We learned this week that some of those separations will probably be permanent. As NBC News first reported, 545 boys and girls taken as many as three years ago — the children of would-be immigrants and asylum seekers, mostly from Central America — have not been reunited with their parents and may never see their families again.
These are not among the nearly 3,000 families separated at the border in 2018, when children were kept in cages like animals or shipped away to facilities across the country, hundreds or thousands of miles from the border. We now know, thanks to the American Civil Liberties Union and other pro bono lawyers, that an additional 1,500 children were torn away from their families beginning in 2017, when the Trump administration conducted a trial run of the separation policy.
Please think about that. The shocking scenes we saw two years ago did not result from a sudden spasm of presidential anger. They didn't stem from a Fox News segment Trump might have seen one evening. Rather, the administration rehearsed this form of cruelty.
What the administration did not plan for was how to reunite the children taken in 2017 with their families. Many of the parents were deported, and their children were placed in shelters around the country, then ostensibly released to parents or guardians, placements that the ACLU is still trying to confirm.
The ACLU and other organizations have sent investigators to towns and villages in Central America in an attempt to find the kidnapped children's families — an effort complicated not just by time and distance, but also by the covid-19 pandemic. Parents of 545 children have not been found, the ACLU reported this week.
Disturbingly, the Department of Homeland Security suggested that some of the parents declined to get their children back so they could remain in the United States. Keep in mind that most of these families were seeking asylum from deadly violence in their home countries. The Trump administration changed immigration guidelines to make it unlikely that the families would ultimately be allowed to stay in the United States, but federal law gives them the right to apply for asylum and to have their cases heard. They did nothing wrong. They should never have been asked to choose between parenting their children and getting them to safety — not by their home countries, and not by the United States.
Trump's racism and xenophobia have been hallmarks of his presidency from the beginning, so perhaps it should be no surprise that he would preside over such an outrage. But he didn't do this by himself. He had plenty of help.
Former attorney general Jeff Sessions seized an opportunity to make his rabid antipathy toward Hispanic immigration into policy. White House senior adviser Stephen Miller, a former Sessions aide in the Senate, was the architect of Trump's "zero tolerance" immigration policy. Then-White House Chief of Staff John F. Kelly said in 2018 that the children taken would be "taken care of — put into foster care or whatever." Former homeland security secretary Kirstjen Nielsen said last year that she regretted that "information flow and coordination to quickly reunite the families was clearly not in place" — but not the separations themselves.

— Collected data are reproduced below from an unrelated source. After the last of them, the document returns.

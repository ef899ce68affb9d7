//! Tunable constants for the lightning controller, the particle pool and the scene
//!
//! Everything can be overridden from a `storm.toml` file; missing tables and
//! fields fall back to the defaults below.

use crate::error::{Result, StormError};
use crate::random::RandomSource;
use crate::types::Color;
use serde::{Deserialize, Serialize};
use std::path::Path;

/// Inclusive-exclusive span of seconds, sampled uniformly
#[derive(Debug, Clone, Copy, PartialEq, Serialize, Deserialize)]
pub struct DurationRange {
    pub min: f64,
    pub max: f64,
}

impl DurationRange {
    pub const fn new(min: f64, max: f64) -> Self {
        Self { min, max }
    }

    /// Draws one value from [min, max)
    pub fn sample(&self, rng: &mut dyn RandomSource) -> f64 {
        rng.range(self.min, self.max)
    }

    fn validate(&self, field: &str) -> Result<()> {
        if !self.min.is_finite() || !self.max.is_finite() || self.min < 0.0 {
            return Err(StormError::ValueOutOfRange {
                field: format!("{field}.min"),
                min: 0.0,
                max: f64::MAX,
                value: self.min,
            });
        }
        if self.min > self.max {
            return Err(StormError::InvertedRange {
                field: field.to_string(),
                min: self.min,
                max: self.max,
            });
        }
        Ok(())
    }
}

/// Timers and output scaling for the lightning controller
#[derive(Debug, Clone, PartialEq, Serialize, Deserialize)]
#[serde(default)]
pub struct LightningConfig {
    /// Idle gap before the next pulse
    pub time_between_pulses: DurationRange,
    /// Dark gap between flashes inside a pulse
    pub time_between_flashes: DurationRange,
    pub pulse_duration: DurationRange,
    pub flash_duration: DurationRange,
    /// Ambient intensity per unit of flash power
    pub intensity_scale: f32,
    /// Flash power is `(U(0,1) + offset) * scale`
    pub flash_power_offset: f32,
    pub flash_power_scale: f32,
    /// Background shown while no flash is lit (0xRRGGBB)
    pub baseline_background: u32,
}

impl Default for LightningConfig {
    fn default() -> Self {
        Self {
            time_between_pulses: DurationRange::new(0.5, 3.0),
            time_between_flashes: DurationRange::new(0.04, 0.3),
            pulse_duration: DurationRange::new(1.0, 4.0),
            flash_duration: DurationRange::new(0.04, 0.2),
            intensity_scale: 25.0,
            flash_power_offset: 0.1,
            flash_power_scale: 0.8,
            baseline_background: 0x003141,
        }
    }
}

impl LightningConfig {
    pub fn baseline_color(&self) -> Color {
        Color::from_hex(self.baseline_background)
    }

    pub fn validate(&self) -> Result<()> {
        self.time_between_pulses
            .validate("lightning.time_between_pulses")?;
        self.time_between_flashes
            .validate("lightning.time_between_flashes")?;
        self.pulse_duration.validate("lightning.pulse_duration")?;
        self.flash_duration.validate("lightning.flash_duration")?;
        non_negative("lightning.intensity_scale", self.intensity_scale as f64)?;
        non_negative("lightning.flash_power_offset", self.flash_power_offset as f64)?;
        non_negative("lightning.flash_power_scale", self.flash_power_scale as f64)?;
        let peak = (1.0 + self.flash_power_offset as f64) * self.flash_power_scale as f64;
        if peak > 1.0 {
            return Err(StormError::ValueOutOfRange {
                field: "lightning.flash_power_scale * (1 + flash_power_offset)".to_string(),
                min: 0.0,
                max: 1.0,
                value: peak,
            });
        }
        if self.baseline_background > 0xFF_FFFF {
            return Err(StormError::ValidationError(format!(
                "lightning.baseline_background must be a 0xRRGGBB value, got {:#x}",
                self.baseline_background
            )));
        }
        Ok(())
    }
}

/// Which clock drives particle spin
#[derive(Debug, Clone, Copy, PartialEq, Eq, Default, Serialize, Deserialize)]
#[serde(rename_all = "lowercase")]
pub enum RotationClock {
    /// Spin angle is `rate * simulation_time`, shared by every particle
    #[default]
    Simulation,
    /// Spin angle is `rate * alive_time`, restarting at each respawn
    Lifetime,
}

/// Pool size, spawn cadence and motion constants for falling particles
#[derive(Debug, Clone, PartialEq, Serialize, Deserialize)]
#[serde(default)]
pub struct ParticleConfig {
    pub capacity: usize,
    /// Downward acceleration in units/s²
    pub gravity: f32,
    /// Spawn ticks per second (at most one per frame)
    pub spawn_rate: f64,
    /// Width of the square spawn area centered on the origin
    pub position_range: f32,
    /// Upper bound on spin, radians per second
    pub max_rotation_speed: f32,
    pub rotation_clock: RotationClock,
}

impl Default for ParticleConfig {
    fn default() -> Self {
        Self {
            capacity: 15_000,
            gravity: 25.0,
            spawn_rate: 5000.0,
            position_range: 100.0,
            max_rotation_speed: 2.0 * std::f32::consts::PI * 0.7,
            rotation_clock: RotationClock::Simulation,
        }
    }
}

impl ParticleConfig {
    /// Minimum simulation time between two spawn ticks
    pub fn spawn_interval(&self) -> f64 {
        1.0 / self.spawn_rate
    }

    pub fn validate(&self) -> Result<()> {
        if self.capacity == 0 {
            return Err(StormError::ValidationError(
                "particles.capacity must be at least 1".to_string(),
            ));
        }
        if !self.spawn_rate.is_finite() || self.spawn_rate <= 0.0 {
            return Err(StormError::ValueOutOfRange {
                field: "particles.spawn_rate".to_string(),
                min: f64::MIN_POSITIVE,
                max: f64::MAX,
                value: self.spawn_rate,
            });
        }
        if !(self.position_range > 0.0 && self.position_range.is_finite()) {
            return Err(StormError::ValueOutOfRange {
                field: "particles.position_range".to_string(),
                min: f64::MIN_POSITIVE,
                max: f64::MAX,
                value: self.position_range as f64,
            });
        }
        non_negative("particles.gravity", self.gravity as f64)?;
        non_negative("particles.max_rotation_speed", self.max_rotation_speed as f64)?;
        Ok(())
    }
}

/// Scene-level values the headless runner needs
#[derive(Debug, Clone, PartialEq, Serialize, Deserialize)]
#[serde(default)]
pub struct SceneConfig {
    /// Tint of the ambient light the flashes drive (0xRRGGBB)
    pub ambient_color: u32,
    /// Frame rate used when the host does not supply timestamps
    pub frames_per_second: f64,
}

impl Default for SceneConfig {
    fn default() -> Self {
        Self {
            ambient_color: 0xAACCFF,
            frames_per_second: 60.0,
        }
    }
}

impl SceneConfig {
    pub fn validate(&self) -> Result<()> {
        if !self.frames_per_second.is_finite() || self.frames_per_second <= 0.0 {
            return Err(StormError::ValueOutOfRange {
                field: "scene.frames_per_second".to_string(),
                min: f64::MIN_POSITIVE,
                max: f64::MAX,
                value: self.frames_per_second,
            });
        }
        Ok(())
    }
}

/// Root of `storm.toml`
#[derive(Debug, Clone, Default, PartialEq, Serialize, Deserialize)]
#[serde(default)]
pub struct StormConfig {
    pub lightning: LightningConfig,
    pub particles: ParticleConfig,
    pub scene: SceneConfig,
}

impl StormConfig {
    /// Parse and validate a TOML document
    pub fn from_toml_str(source: &str) -> Result<Self> {
        let config: StormConfig = toml::from_str(source)?;
        config.validate()?;
        Ok(config)
    }

    /// Load and validate a TOML file
    pub fn load(path: impl AsRef<Path>) -> Result<Self> {
        let source = std::fs::read_to_string(path)?;
        Self::from_toml_str(&source)
    }

    pub fn to_toml_string(&self) -> Result<String> {
        Ok(toml::to_string_pretty(self)?)
    }

    pub fn validate(&self) -> Result<()> {
        self.lightning.validate()?;
        self.particles.validate()?;
        self.scene.validate()
    }
}

fn non_negative(field: &str, value: f64) -> Result<()> {
    if value.is_finite() && value >= 0.0 {
        Ok(())
    } else {
        Err(StormError::ValueOutOfRange {
            field: field.to_string(),
            min: 0.0,
            max: f64::MAX,
            value,
        })
    }
}

#[cfg(test)]
mod tests {
    use super::*;
    use crate::random::ScriptedRandom;

    #[test]
    fn default_config_is_sane() {
        let config = StormConfig::default();
        config.validate().unwrap();
        assert_eq!(config.lightning.time_between_pulses, DurationRange::new(0.5, 3.0));
        assert_eq!(config.lightning.time_between_flashes, DurationRange::new(0.04, 0.3));
        assert_eq!(config.lightning.pulse_duration, DurationRange::new(1.0, 4.0));
        assert_eq!(config.lightning.flash_duration, DurationRange::new(0.04, 0.2));
        assert_eq!(config.particles.capacity, 15_000);
        assert!((config.particles.gravity - 25.0).abs() < 1e-6);
        assert!((config.particles.spawn_interval() - 0.0002).abs() < 1e-12);
        assert_eq!(config.particles.rotation_clock, RotationClock::Simulation);
    }

    #[test]
    fn partial_toml_keeps_defaults() {
        let toml_str = r#"
[lightning]
flash_duration = { min = 0.1, max = 0.5 }
baseline_background = 0x000000

[particles]
capacity = 3
rotation_clock = "lifetime"
"#;
        let config = StormConfig::from_toml_str(toml_str).unwrap();
        assert_eq!(config.lightning.flash_duration, DurationRange::new(0.1, 0.5));
        assert_eq!(config.lightning.pulse_duration, DurationRange::new(1.0, 4.0));
        assert_eq!(config.lightning.baseline_color(), Color::BLACK);
        assert_eq!(config.particles.capacity, 3);
        assert_eq!(config.particles.rotation_clock, RotationClock::Lifetime);
        assert!((config.particles.gravity - 25.0).abs() < 1e-6);
        assert_eq!(config.scene, SceneConfig::default());
    }

    #[test]
    fn serialized_defaults_parse_back() {
        let text = StormConfig::default().to_toml_string().unwrap();
        let parsed = StormConfig::from_toml_str(&text).unwrap();
        assert_eq!(parsed, StormConfig::default());
    }

    #[test]
    fn inverted_range_rejected() {
        let toml_str = "[lightning]\npulse_duration = { min = 4.0, max = 1.0 }\n";
        let err = StormConfig::from_toml_str(toml_str).unwrap_err();
        assert!(matches!(err, StormError::InvertedRange { .. }));
    }

    #[test]
    fn flash_power_above_white_rejected() {
        let toml_str = "[lightning]\nflash_power_offset = 0.5\nflash_power_scale = 0.8\n";
        let err = StormConfig::from_toml_str(toml_str).unwrap_err();
        assert!(matches!(err, StormError::ValueOutOfRange { max, .. } if max == 1.0));

        let at_limit = "[lightning]\nflash_power_offset = 0.0\nflash_power_scale = 1.0\n";
        StormConfig::from_toml_str(at_limit).unwrap();
    }

    #[test]
    fn zero_capacity_rejected() {
        let err = StormConfig::from_toml_str("[particles]\ncapacity = 0\n").unwrap_err();
        assert!(matches!(err, StormError::ValidationError(_)));
    }

    #[test]
    fn non_positive_spawn_rate_rejected() {
        let err = StormConfig::from_toml_str("[particles]\nspawn_rate = 0.0\n").unwrap_err();
        assert!(matches!(err, StormError::ValueOutOfRange { .. }));
    }

    #[test]
    fn malformed_toml_is_parse_error() {
        let err = StormConfig::from_toml_str("[particles\n").unwrap_err();
        assert!(matches!(err, StormError::TomlParseError(_)));
    }

    #[test]
    fn duration_sample_uses_bounds() {
        let range = DurationRange::new(1.0, 4.0);
        let mut rng = ScriptedRandom::new(vec![0.0, 0.5]);
        assert!((range.sample(&mut rng) - 1.0).abs() < 1e-12);
        assert!((range.sample(&mut rng) - 2.5).abs() < 1e-12);
    }
}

If you have minor children, imagine taking them on a harrowing trek across Mexico in search of safety and opportunity. Imagine having your kids snatched away by anonymous agents of the U.S. government. Imagine being summarily sent home, not knowing where your children are or when you might see them again. Imagine hearing nothing for three long years from the people who took your children.
Then tell me why somebody shouldn't go to jail for this.
It is easy to engage in hyperbole about the Trump administration — the worst this, the most outrageous that. But I honestly never believed my country would treat defenseless children this way. I never believed we would tolerate a president capable of such evil. Soon we will find out whether I was right or wrong.